** WHAT TO WORK ON **
Only the lines holding "blocking" are wanted here; copy each from the listing.
- Opening Delimiter -
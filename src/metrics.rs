//! Observability surface: every per-flow and per-fabric quantity published
//! as `metrics` crate gauges/counters. Labels carry switch/tunnel identity
//! instead of a shared map, keeping this module lock-free.

use metrics::{counter, gauge};

use crate::digest::DigestRecord;

/// Static topology-shape gauges, set once at startup.
pub fn publish_topology_shape(num_switches: usize, num_ports: usize, switch_links: usize, host_connections: usize) {
    gauge!("fabric_num_switches").set(num_switches as f64);
    gauge!("fabric_num_ports").set(num_ports as f64);
    gauge!("fabric_switch_links").set(switch_links as f64);
    gauge!("fabric_host_connections").set(host_connections as f64);
}

/// Plan-level gauges, refreshed on every successful configuration upload.
pub fn publish_plan_shape(num_routes: usize, num_wl_nodes: usize, num_classifier_entries: usize) {
    gauge!("fabric_plan_routes").set(num_routes as f64);
    gauge!("fabric_plan_wl_nodes").set(num_wl_nodes as f64);
    gauge!("fabric_plan_classifier_entries").set(num_classifier_entries as f64);
}

/// Per-digest gauges. Labeled by switch and tunnel id so values for
/// different flows don't overwrite each other.
pub fn publish_digest_metrics(
    switch: &str,
    record: &DigestRecord,
    sending_rate: f64,
    throughput: f64,
    overhead_ns: u64,
    inter_switch_hop: bool,
) {
    let switch = switch.to_string();
    let tunnel_id = record.tunnel_id.to_string();

    gauge!("fabric_queue_depth", "switch" => switch.clone(), "tunnel_id" => tunnel_id.clone()).set(record.queue_depth as f64);
    if inter_switch_hop {
        gauge!("fabric_queue_time_ns", "switch" => switch.clone(), "tunnel_id" => tunnel_id.clone()).set(record.queue_time_ns as f64);
        gauge!("fabric_switch_time_ns", "switch" => switch.clone(), "tunnel_id" => tunnel_id.clone()).set(record.switch_time_ns as f64);
    }
    gauge!("fabric_interarrival_ns", "switch" => switch.clone(), "tunnel_id" => tunnel_id.clone()).set(record.interarrival_ns as f64);
    gauge!("fabric_packet_length_bytes", "switch" => switch.clone(), "tunnel_id" => tunnel_id.clone()).set(record.packet_length_bytes as f64);
    gauge!("fabric_sending_rate", "switch" => switch.clone(), "tunnel_id" => tunnel_id.clone()).set(sending_rate);
    gauge!("fabric_throughput_bps", "switch" => switch.clone(), "tunnel_id" => tunnel_id.clone()).set(throughput);
    gauge!("fabric_total_byte_count", "switch" => switch.clone(), "tunnel_id" => tunnel_id.clone()).set(record.byte_count as f64);
    gauge!("fabric_total_packet_count", "switch" => switch.clone(), "tunnel_id" => tunnel_id.clone()).set(record.packet_count as f64);
    gauge!("fabric_last_digest_timestamp_ns", "switch" => switch.clone(), "tunnel_id" => tunnel_id.clone()).set(record.digest_timestamp_ns as f64);
    gauge!("fabric_overhead_ns", "switch" => switch.clone(), "tunnel_id" => tunnel_id.clone()).set(overhead_ns as f64);
    gauge!("fabric_weak_learner_flag", "switch" => switch.clone(), "tunnel_id" => tunnel_id.clone()).set(record.is_wl as f64);
    gauge!("fabric_ismalicious_flow", "switch" => switch.clone(), "tunnel_id" => tunnel_id.clone()).set(record.is_malicious as f64);
}

/// Incremented once per switch that installs a reactive block.
pub fn publish_malicious_flow(switch: &str, tunnel_id: u64) {
    counter!("fabric_malicious_flow_total", "switch" => switch.to_string(), "tunnel_id" => tunnel_id.to_string()).increment(1);
}

/// Tracks whether a session is currently open, used by the orchestrator's
/// readiness reporting.
pub fn publish_session_state(switch: &str, open: bool) {
    gauge!("fabric_session_open", "switch" => switch.to_string()).set(if open { 1.0 } else { 0.0 });
}
//! Decode per-flow telemetry digests, derive metrics, and trigger reactive
//! blocking of malicious flows.

use std::collections::HashMap;
use std::net::Ipv4Addr;
use std::sync::Arc;
use std::time::Instant;

use crate::error::PlanMismatch;
use crate::plan::Plan;
use crate::report::ReportRow;
use crate::rules::{locate_ingress_switch, RuleEngine, TunnelId};
use crate::session::SwitchSession;
use crate::transport::DataplaneChannel;

/// Ordered digest fields.
#[derive(Debug, Clone, Copy)]
pub struct DigestRecord {
    pub tunnel_id: u64,
    pub in_port: u32,
    pub switch_time_ns: u64,
    pub queue_depth: u32,
    pub interarrival_ns: u64,
    pub packet_length_bytes: u32,
    pub queue_time_ns: u64,
    pub digest_timestamp_ns: u64,
    pub byte_count: u64,
    pub packet_count: u64,
    pub is_wl: u8,
    pub is_malicious: u8,
    pub src_port: u16,
    pub dst_port: u16,
    pub src_ip: [u8; 4],
    pub dst_ip: [u8; 4],
    pub protocol: u8,
}

#[derive(Debug, Clone, Copy, PartialEq, Eq)]
pub enum Protocol {
    Tcp,
    Udp,
    Other(u8),
}

impl From<u8> for Protocol {
    fn from(v: u8) -> Self {
        match v {
            6 => Protocol::Tcp,
            17 => Protocol::Udp,
            other => Protocol::Other(other),
        }
    }
}

/// `(switch, tunnel_id)`-keyed flow state.
#[derive(Debug, Clone, Copy, Default)]
pub struct FlowState {
    pub last_digest_timestamp_ns: u64,
    pub last_byte_count: u64,
}

/// Derived metrics for one digest.
#[derive(Debug, Clone, Copy, Default)]
pub struct DerivedMetrics {
    pub sending_rate: f64,
    pub delta_time_ns: u64,
    pub throughput_bps: f64,
    pub overhead_ns: u64,
}

/// Parses a field-order byte buffer into a [`DigestRecord`]. All fields
/// are big-endian unsigned integers.
pub fn decode_digest_record(buf: &[u8]) -> Option<DigestRecord> {
    let mut cursor = Cursor(buf);
    Some(DigestRecord {
        tunnel_id: cursor.take_u64()?,
        in_port: cursor.take_u32()?,
        switch_time_ns: cursor.take_u64()?,
        queue_depth: cursor.take_u32()?,
        interarrival_ns: cursor.take_u64()?,
        packet_length_bytes: cursor.take_u32()?,
        queue_time_ns: cursor.take_u64()?,
        digest_timestamp_ns: cursor.take_u64()?,
        byte_count: cursor.take_u64()?,
        packet_count: cursor.take_u64()?,
        is_wl: cursor.take_u8()?,
        is_malicious: cursor.take_u8()?,
        src_port: cursor.take_u16()?,
        dst_port: cursor.take_u16()?,
        src_ip: cursor.take_bytes4()?,
        dst_ip: cursor.take_bytes4()?,
        protocol: cursor.take_u8()?,
    })
}

struct Cursor<'a>(&'a [u8]);

impl<'a> Cursor<'a> {
    fn take(&mut self, n: usize) -> Option<&'a [u8]> {
        if self.0.len() < n {
            return None;
        }
        let (head, tail) = self.0.split_at(n);
        self.0 = tail;
        Some(head)
    }

    fn take_u8(&mut self) -> Option<u8> {
        Some(self.take(1)?[0])
    }

    fn take_u16(&mut self) -> Option<u16> {
        Some(u16::from_be_bytes(self.take(2)?.try_into().ok()?))
    }

    fn take_u32(&mut self) -> Option<u32> {
        Some(u32::from_be_bytes(self.take(4)?.try_into().ok()?))
    }

    fn take_u64(&mut self) -> Option<u64> {
        Some(u64::from_be_bytes(self.take(8)?.try_into().ok()?))
    }

    fn take_bytes4(&mut self) -> Option<[u8; 4]> {
        self.take(4)?.try_into().ok()
    }
}

impl DigestRecord {
    pub fn src_ip_addr(&self) -> Ipv4Addr {
        Ipv4Addr::from(self.src_ip)
    }

    pub fn dst_ip_addr(&self) -> Ipv4Addr {
        Ipv4Addr::from(self.dst_ip)
    }

    pub fn protocol(&self) -> Protocol {
        Protocol::from(self.protocol)
    }
}

/// Previous-hop inference: the `in_port` on egress digests carries the
/// numeric id of the previous switch by dataplane convention.
pub fn previous_switch_name(in_port: u32) -> String {
    format!("s{in_port}")
}

pub fn ingressed_from_host(current_switch: &str, previous_switch: &str) -> bool {
    current_switch == previous_switch
}

/// Per-(switch, tunnel_id) flow table, owned by one switch's dispatcher
/// task so cross-switch concurrency never touches it.
#[derive(Debug, Default)]
pub struct FlowTable {
    flows: HashMap<u64, FlowState>,
}

impl FlowTable {
    pub fn new() -> Self {
        Self::default()
    }

    /// Derive `delta_time`/`throughput` from the previous observation for
    /// this tunnel, update the stored state, and return the derived
    /// metrics. First observation yields zero for both.
    pub fn observe(&mut self, tunnel_id: u64, record: &DigestRecord) -> (f64, u64, f64) {
        let sending_rate = if record.interarrival_ns > 0 {
            1_000_000_000.0 / record.interarrival_ns as f64
        } else {
            0.0
        };

        let state = self.flows.entry(tunnel_id).or_insert(FlowState::default());
        let (delta_time, throughput) = if state.last_digest_timestamp_ns == 0 {
            (0u64, 0.0)
        } else {
            let delta_time = record.digest_timestamp_ns.saturating_sub(state.last_digest_timestamp_ns);
            let delta_bytes = record.byte_count.saturating_sub(state.last_byte_count);
            let throughput = if delta_time > 0 {
                8.0 * delta_bytes as f64 / (delta_time as f64 / 1_000_000_000.0)
            } else {
                0.0
            };
            (delta_time, throughput)
        };

        state.last_digest_timestamp_ns = record.digest_timestamp_ns;
        state.last_byte_count = record.byte_count;

        (sending_rate, delta_time, throughput)
    }
}

/// Processes digests for one switch: derives metrics, publishes them,
/// and triggers reactive blocking.
pub struct DigestProcessor<C: DataplaneChannel> {
    pub switch: String,
    flows: FlowTable,
    report_tx: tokio::sync::mpsc::Sender<ReportRow>,
    _marker: std::marker::PhantomData<C>,
}

impl<C: DataplaneChannel + 'static> DigestProcessor<C> {
    pub fn new(switch: String, report_tx: tokio::sync::mpsc::Sender<ReportRow>) -> Self {
        Self {
            switch,
            flows: FlowTable::new(),
            report_tx,
            _marker: std::marker::PhantomData,
        }
    }

    /// Process one digest-list entry.
    pub async fn handle_digest(
        &mut self,
        rules: &mut RuleEngine<C>,
        session_for_ingress: impl Fn(&str) -> Option<Arc<SwitchSession<C>>>,
        plan: &Plan,
        raw: &[u8],
        received_at: Instant,
        now: Instant,
    ) -> Result<(), PlanMismatch> {
        let Some(record) = decode_digest_record(raw) else {
            tracing::warn!(switch = %self.switch, "dropping undersized digest record");
            return Ok(());
        };

        let (sending_rate, delta_time, throughput) = self.flows.observe(record.tunnel_id, &record);
        let overhead_ns = now.saturating_duration_since(received_at).as_nanos() as u64;

        let previous_switch = previous_switch_name(record.in_port);
        let from_host = ingressed_from_host(&self.switch, &previous_switch);
        crate::metrics::publish_digest_metrics(&self.switch, &record, sending_rate, throughput, overhead_ns, !from_host);

        let row = ReportRow {
            switch: self.switch.clone(),
            tunnel_id: record.tunnel_id,
            src_ip: record.src_ip_addr().to_string(),
            dst_ip: record.dst_ip_addr().to_string(),
            src_port: record.src_port,
            dst_port: record.dst_port,
            protocol: record.protocol,
            sending_rate,
            throughput,
            overhead_ns,
            is_malicious: record.is_malicious == 1,
        };
        if self.report_tx.try_send(row).is_err() {
            tracing::debug!(switch = %self.switch, "report queue full, dropping row");
        }

        if record.is_malicious == 1 {
            crate::metrics::publish_malicious_flow(&self.switch, record.tunnel_id);

            let tunnel = TunnelId(record.tunnel_id);
            match locate_ingress_switch(plan, tunnel) {
                Some((ingress, _path)) => {
                    if let Some(session) = session_for_ingress(&ingress) {
                        if let Err(e) = rules.install_block(session.as_ref(), tunnel).await {
                            tracing::warn!(switch = %ingress, tunnel_id = record.tunnel_id, error = %e, "failed to install reactive block");
                        }
                    } else {
                        tracing::warn!(switch = %ingress, "no session for ingress switch, cannot install block");
                    }
                }
                None => {
                    tracing::warn!(tunnel_id = record.tunnel_id, "malicious flow references unknown tunnel id");
                    return Err(PlanMismatch(record.tunnel_id));
                }
            }
        }

        let _ = delta_time;
        Ok(())
    }
}

#[cfg(test)]
mod tests {
    use super::*;

    fn encode_record(tunnel_id: u64, digest_ts: u64, byte_count: u64) -> Vec<u8> {
        let mut buf = Vec::new();
        buf.extend_from_slice(&tunnel_id.to_be_bytes());
        buf.extend_from_slice(&1u32.to_be_bytes()); // in_port
        buf.extend_from_slice(&0u64.to_be_bytes()); // switch_time_ns
        buf.extend_from_slice(&0u32.to_be_bytes()); // queue_depth
        buf.extend_from_slice(&1_000_000u64.to_be_bytes()); // interarrival_ns
        buf.extend_from_slice(&64u32.to_be_bytes()); // packet_length
        buf.extend_from_slice(&0u64.to_be_bytes()); // queue_time_ns
        buf.extend_from_slice(&digest_ts.to_be_bytes());
        buf.extend_from_slice(&byte_count.to_be_bytes());
        buf.extend_from_slice(&1u64.to_be_bytes()); // packet_count
        buf.push(0); // is_wl
        buf.push(0); // is_malicious
        buf.extend_from_slice(&54321u16.to_be_bytes());
        buf.extend_from_slice(&12345u16.to_be_bytes());
        buf.extend_from_slice(&[10, 0, 1, 1]);
        buf.extend_from_slice(&[10, 0, 1, 4]);
        buf.push(6);
        buf
    }

    #[test]
    fn decodes_all_17_fields_in_order() {
        let buf = encode_record(1234, 1_000_000, 1000);
        let record = decode_digest_record(&buf).unwrap();
        assert_eq!(record.tunnel_id, 1234);
        assert_eq!(record.src_ip, [10, 0, 1, 1]);
        assert_eq!(record.protocol(), Protocol::Tcp);
    }

    #[test]
    fn throughput_formula_is_eight_times_delta_bytes_over_delta_time() {
        // delta_bytes=1250, delta_t=1e6ns -> throughput = 8*1250/1e-3 = 1e7 bits/s.
        let mut flows = FlowTable::new();
        let first = encode_record(1234, 1_000_000, 1000);
        let second = encode_record(1234, 2_000_000, 2250);

        let r1 = decode_digest_record(&first).unwrap();
        let (_, dt0, tp0) = flows.observe(1234, &r1);
        assert_eq!(dt0, 0);
        assert_eq!(tp0, 0.0);

        let r2 = decode_digest_record(&second).unwrap();
        let (_, dt1, tp1) = flows.observe(1234, &r2);
        assert_eq!(dt1, 1_000_000);
        assert!((tp1 - 1.0e7).abs() < 1e-6);
    }

    #[test]
    fn sending_rate_is_zero_for_zero_interarrival() {
        let mut buf = encode_record(1, 0, 0);
        // interarrival_ns occupies bytes [20..28) in this layout.
        buf[20..28].copy_from_slice(&0u64.to_be_bytes());
        let record = decode_digest_record(&buf).unwrap();
        let mut flows = FlowTable::new();
        let (rate, _, _) = flows.observe(1, &record);
        assert_eq!(rate, 0.0);
    }

    #[test]
    fn previous_hop_inference_detects_host_ingress() {
        assert_eq!(previous_switch_name(3), "s3");
        assert!(ingressed_from_host("s3", &previous_switch_name(3)));
        assert!(!ingressed_from_host("s4", &previous_switch_name(3)));
    }
}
- Closing Delimiter -
** SOLUTION TO THIS TASK **
//! blocking of malicious flows.
/// and triggers reactive blocking.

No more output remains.